━━ SUPPLIED MATERIAL ━━
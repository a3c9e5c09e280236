//! # orderwire-settings
//!
//! Configuration with layered sources. Settings are loaded from three layers
//! (in priority order):
//! 1. **Compiled defaults**: [`OrderwireSettings::default()`]
//! 2. **User file**: `~/.orderwire/settings.json` (deep-merged over defaults)
//! 3. **Environment variables**: `ORDERWIRE_*` overrides (highest priority)

#![deny(unsafe_code)]

pub mod errors;
pub mod loader;
pub mod types;

pub use errors::{Result, SettingsError};
pub use loader::{deep_merge, load_settings, load_settings_from_path, settings_path};
pub use types::*;

// ─────────────────────────────────────────────────────────────────────────────
// Tests
// ─────────────────────────────────────────────────────────────────────────────
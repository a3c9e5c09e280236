//! # orderwire-session
//!
//! Authenticated HTTP client shared by every REST consumer.
//!
//! - **Single-flight refresh**: any number of concurrent auth failures produce
//!   one refresh call; every waiter retries once with the new token.
//! - **Request coalescing**: concurrent identical `GET`/`HEAD` calls share one
//!   network request and one result.
//! - **Session lifecycle**: [`SessionClient::login`] populates the shared
//!   [`CredentialStore`](orderwire_core::CredentialStore),
//!   [`SessionClient::logout`] clears it.

#![deny(unsafe_code)]

mod auth;
pub mod classify;
pub mod client;
pub mod config;
mod refresh;
pub mod signature;
pub mod types;

pub use classify::AuthFailureMatcher;
pub use client::SessionClient;
pub use config::SessionConfig;
pub use signature::RequestSignature;
pub use types::{ApiResponse, LoginRequest};
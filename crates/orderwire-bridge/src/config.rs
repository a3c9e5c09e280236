//! Bridge server configuration.

use std::time::Duration;

use orderwire_core::protocol::DEFAULT_STREAM_PATH;
use orderwire_settings::BridgeSettings;

/// Configuration for [`BridgeServer`](crate::BridgeServer).
#[derive(Clone, Debug)]
pub struct BridgeConfig {
    /// Bind address.
    pub host: String,
    /// Bind port (0 for auto-assign).
    pub port: u16,
    /// Upgrade path for downstream clients.
    pub path: String,
    /// Upstream stream endpoint.
    pub upstream_url: String,
    /// Upstream handshake timeout.
    pub upstream_connect_timeout: Duration,
    /// How long shutdown waits for the server task.
    pub shutdown_timeout: Duration,
}

impl BridgeConfig {
    /// Loopback config with an auto-assigned port.
    pub fn new(upstream_url: impl Into<String>) -> Self {
        Self {
            upstream_url: upstream_url.into(),
            ..Self::default()
        }
    }
}

impl Default for BridgeConfig {
    fn default() -> Self {
        let settings = BridgeSettings::default();
        Self {
            host: "127.0.0.1".into(),
            port: 0,
            path: DEFAULT_STREAM_PATH.into(),
            upstream_url: settings.upstream_url,
            upstream_connect_timeout: Duration::from_millis(settings.upstream_connect_timeout_ms),
            shutdown_timeout: Duration::from_millis(settings.shutdown_timeout_ms),
        }
    }
}

impl From<&BridgeSettings> for BridgeConfig {
    fn from(settings: &BridgeSettings) -> Self {
        Self {
            host: settings.host.clone(),
            port: settings.port,
            path: settings.path.clone(),
            upstream_url: settings.upstream_url.clone(),
            upstream_connect_timeout: Duration::from_millis(settings.upstream_connect_timeout_ms),
            shutdown_timeout: Duration::from_millis(settings.shutdown_timeout_ms),
        }
    }
}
━━━
__TASK__:
Return, please, the lines of the data from the first through the line containing "the new token.", both kept, exactly as they stand and nothing more.

__REPLY TO THE EXERCISE__:
repository a3c9e5c09e280236
//! # orderwire-settings
//!
//! Configuration with layered sources. Settings are loaded from three layers
//! (in priority order):
//! 1. **Compiled defaults**: [`OrderwireSettings::default()`]
//! 2. **User file**: `~/.orderwire/settings.json` (deep-merged over defaults)
//! 3. **Environment variables**: `ORDERWIRE_*` overrides (highest priority)

#![deny(unsafe_code)]

pub mod errors;
pub mod loader;
pub mod types;

pub use errors::{Result, SettingsError};
pub use loader::{deep_merge, load_settings, load_settings_from_path, settings_path};
pub use types::*;

// ─────────────────────────────────────────────────────────────────────────────
// Tests
// ─────────────────────────────────────────────────────────────────────────────
repository a3c9e5c09e280236
//! # orderwire-session
//!
//! Authenticated HTTP client shared by every REST consumer.
//!
//! - **Single-flight refresh**: any number of concurrent auth failures produce
//!   one refresh call; every waiter retries once with the new token.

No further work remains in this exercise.